## TASK BRIEF:
Could you show each line of the records that contains the word "StageStatus"?

Stored items
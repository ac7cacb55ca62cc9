pub mod agent;
pub mod analysis;
pub mod config;
pub mod error;
pub mod exec;
pub mod git;
pub mod notify;
pub mod patch;
pub mod pipeline;
pub mod results;
pub mod sandbox;
pub mod store;
pub mod triage;
pub mod trigger;
pub mod types;
pub mod workspace;

pub use types::*;
use chrono::{DateTime, Utc};
use serde::{Deserialize, Serialize};

// ── Change under test ────────────────────────────────────────────────────

/// The proposed change a run is checking.
#[derive(Debug, Clone, PartialEq, Eq, Serialize, Deserialize)]
pub struct ChangeRef {
    /// Repository identifier, e.g. "org/repo".
    pub repo: String,
    pub number: u64,
    /// Head revision the event was raised for. May be empty.
    pub head_sha: String,
    pub head_ref: String,
    pub title: String,
}

impl ChangeRef {
    pub fn new(repo: impl Into<String>, number: u64) -> Self {
        Self {
            repo: repo.into(),
            number,
            head_sha: String::new(),
            head_ref: String::new(),
            title: String::new(),
        }
    }

    /// Local branch the change head is checked out into.
    pub fn local_branch(&self) -> String {
        format!("pr-{}", self.number)
    }
}

impl std::fmt::Display for ChangeRef {
    fn fmt(&self, f: &mut std::fmt::Formatter<'_>) -> std::fmt::Result {
        write!(f, "{}#{}", self.repo, self.number)
    }
}

// ── Status enums ─────────────────────────────────────────────────────────

#[derive(Debug, Clone, Copy, PartialEq, Eq, Hash, Serialize, Deserialize)]
#[serde(rename_all = "lowercase")]
pub enum RunStatus {
    Pending,
    Running,
    Success,
    Failure,
}

impl RunStatus {
    pub fn as_str(&self) -> &'static str {
        match self {
            Self::Pending => "pending",
            Self::Running => "running",
            Self::Success => "success",
            Self::Failure => "failure",
        }
    }
}

#[derive(Debug, Clone, Copy, PartialEq, Eq, Hash, Serialize, Deserialize)]
#[serde(rename_all = "lowercase")]
pub enum StageStatus {
    Queued,
    Running,
    Success,
    Failure,
}

impl StageStatus {
    pub fn as_str(&self) -> &'static str {
        match self {
            Self::Queued => "queued",
            Self::Running => "running",
            Self::Success => "success",
            Self::Failure => "failure",
        }
    }
}

/// Pipeline stages in execution order.
#[derive(Debug, Clone, Copy, PartialEq, Eq, Hash, PartialOrd, Ord, Serialize, Deserialize)]
#[serde(rename_all = "lowercase")]
pub enum StageKind {
    Clone,
    Analysis,
    Generate,
    Execute,
    Triage,
    Patch,
    Report,
}

impl StageKind {
    pub const ALL: [StageKind; 7] = [
        Self::Clone,
        Self::Analysis,
        Self::Generate,
        Self::Execute,
        Self::Triage,
        Self::Patch,
        Self::Report,
    ];

    pub fn as_str(&self) -> &'static str {
        match self {
            Self::Clone => "clone",
            Self::Analysis => "analysis",
            Self::Generate => "generate",
            Self::Execute => "execute",
            Self::Triage => "triage",
            Self::Patch => "patch",
            Self::Report => "report",
        }
    }
}

// ── Run and stage records ────────────────────────────────────────────────

/// One named step of a run. Only the orchestrator mutates it.
#[derive(Debug, Clone, Serialize, Deserialize)]
pub struct Stage {
    pub id: i64,
    pub run_id: i64,
    pub kind: StageKind,
    pub status: StageStatus,
    pub log: String,
    pub started_at: Option<DateTime<Utc>>,
    pub finished_at: Option<DateTime<Utc>>,
    /// Stage-specific structured result.
    pub payload: serde_json::Value,
}

impl Stage {
    pub fn new(run_id: i64, kind: StageKind) -> Self {
        Self {
            id: 0,
            run_id,
            kind,
            status: StageStatus::Queued,
            log: String::new(),
            started_at: None,
            finished_at: None,
            payload: serde_json::Value::Null,
        }
    }

    pub fn is_finished(&self) -> bool {
        self.finished_at.is_some()
            && matches!(self.status, StageStatus::Success | StageStatus::Failure)
    }
}

/// One full pipeline execution for one change.
#[derive(Debug, Clone, Serialize, Deserialize)]
pub struct PipelineRun {
    pub id: i64,
    pub change: ChangeRef,
    pub status: RunStatus,
    pub stages: Vec<Stage>,
    /// Top-level log; receives workspace info and the fatal error, if any.
    pub log: String,
    pub created_at: DateTime<Utc>,
    pub finished_at: Option<DateTime<Utc>>,
    pub generated_tests: Vec<GeneratedTest>,
    pub test_result: Option<TestRunResult>,
    pub failures: Vec<FailureRecord>,
    pub clusters: Vec<FailureCluster>,
    pub patches: Vec<PatchSuggestion>,
}

impl PipelineRun {
    pub fn new(change: ChangeRef) -> Self {
        Self {
            id: 0,
            change,
            status: RunStatus::Pending,
            stages: Vec::new(),
            log: String::new(),
            created_at: Utc::now(),
            finished_at: None,
            generated_tests: Vec::new(),
            test_result: None,
            failures: Vec::new(),
            clusters: Vec::new(),
            patches: Vec::new(),
        }
    }

    /// Append a timestamped line to the run log.
    pub fn append_log(&mut self, msg: &str) {
        self.log
            .push_str(&format!("{} {msg}\n", Utc::now().format("%Y-%m-%dT%H:%M:%S%.6fZ")));
    }

    pub fn stage(&self, kind: StageKind) -> Option<&Stage> {
        self.stages.iter().find(|s| s.kind == kind)
    }

    pub fn finished_stage_count(&self) -> usize {
        self.stages.iter().filter(|s| s.is_finished()).count()
    }

    pub fn any_stage_failed(&self) -> bool {
        self.stages.iter().any(|s| s.status == StageStatus::Failure)
    }

    /// Status a run that completed every stage should end with.
    pub fn completed_status(&self) -> RunStatus {
        if self.any_stage_failed() {
            return RunStatus::Failure;
        }
        match &self.test_result {
            Some(r) if r.failed == 0 && r.errors == 0 => RunStatus::Success,
            _ => RunStatus::Failure,
        }
    }
}

// ── Stage artifacts ──────────────────────────────────────────────────────

#[derive(Debug, Clone, Copy, PartialEq, Eq, Hash, Serialize, Deserialize)]
#[serde(rename_all = "lowercase")]
pub enum GenerationSource {
    Remote,
    Heuristic,
}

/// A test file produced during the generate stage.
#[derive(Debug, Clone, PartialEq, Eq, Serialize, Deserialize)]
pub struct GeneratedTest {
    /// Workspace-relative destination path.
    pub path: String,
    pub content: String,
    pub source: GenerationSource,
    pub rationale: String,
}

/// Aggregate counts parsed from test output.
#[derive(Debug, Clone, Copy, Default, PartialEq, Eq, Serialize, Deserialize)]
pub struct TestCounts {
    pub passed: u32,
    pub failed: u32,
    pub errors: u32,
}

/// Result of the single test execution pass of a run.
#[derive(Debug, Clone, Serialize, Deserialize)]
pub struct TestRunResult {
    pub id: i64,
    pub run_id: i64,
    pub passed: u32,
    pub failed: u32,
    pub errors: u32,
    pub exit_code: i32,
    pub raw_output: String,
    /// Machine-readable report (JUnit XML) when the runner produced one.
    pub report: Option<String>,
    pub started_at: DateTime<Utc>,
    pub finished_at: Option<DateTime<Utc>>,
}

impl TestRunResult {
    pub fn counts(&self) -> TestCounts {
        TestCounts {
            passed: self.passed,
            failed: self.failed,
            errors: self.errors,
        }
    }
}

#[derive(Debug, Clone, PartialEq, Eq, Serialize, Deserialize)]
pub struct FailureRecord {
    pub test_name: String,
    pub file: String,
    pub line: u32,
    pub message: String,
    pub stacktrace: String,
    pub kind: String,
}

#[derive(Debug, Clone, PartialEq, Eq, Serialize, Deserialize)]
pub struct FailureCluster {
    pub signature: String,
    pub summary: String,
    pub count: usize,
    pub items: Vec<FailureRecord>,
}

#[derive(Debug, Clone, PartialEq, Eq, Serialize, Deserialize)]
pub struct PatchSuggestion {
    pub diff: String,
    pub rationale: String,
    pub applied: bool,
}

// ── Pipeline Events ──────────────────────────────────────────────────────

/// Broadcast after each stage transition and at run completion.
#[derive(Debug, Clone)]
pub enum PipelineEvent {
    Stage {
        run_id: i64,
        stage: StageKind,
        status: StageStatus,
    },
    Finished {
        run_id: i64,
        status: RunStatus,
    },
    Notify {
        repo: String,
        number: u64,
        message: String,
    },
}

## TASK OUTPUT:
pub enum StageStatus {
impl StageStatus {
    pub status: StageStatus,
            status: StageStatus::Queued,
            && matches!(self.status, StageStatus::Success | StageStatus::Failure)
        self.stages.iter().any(|s| s.status == StageStatus::Failure)
        status: StageStatus,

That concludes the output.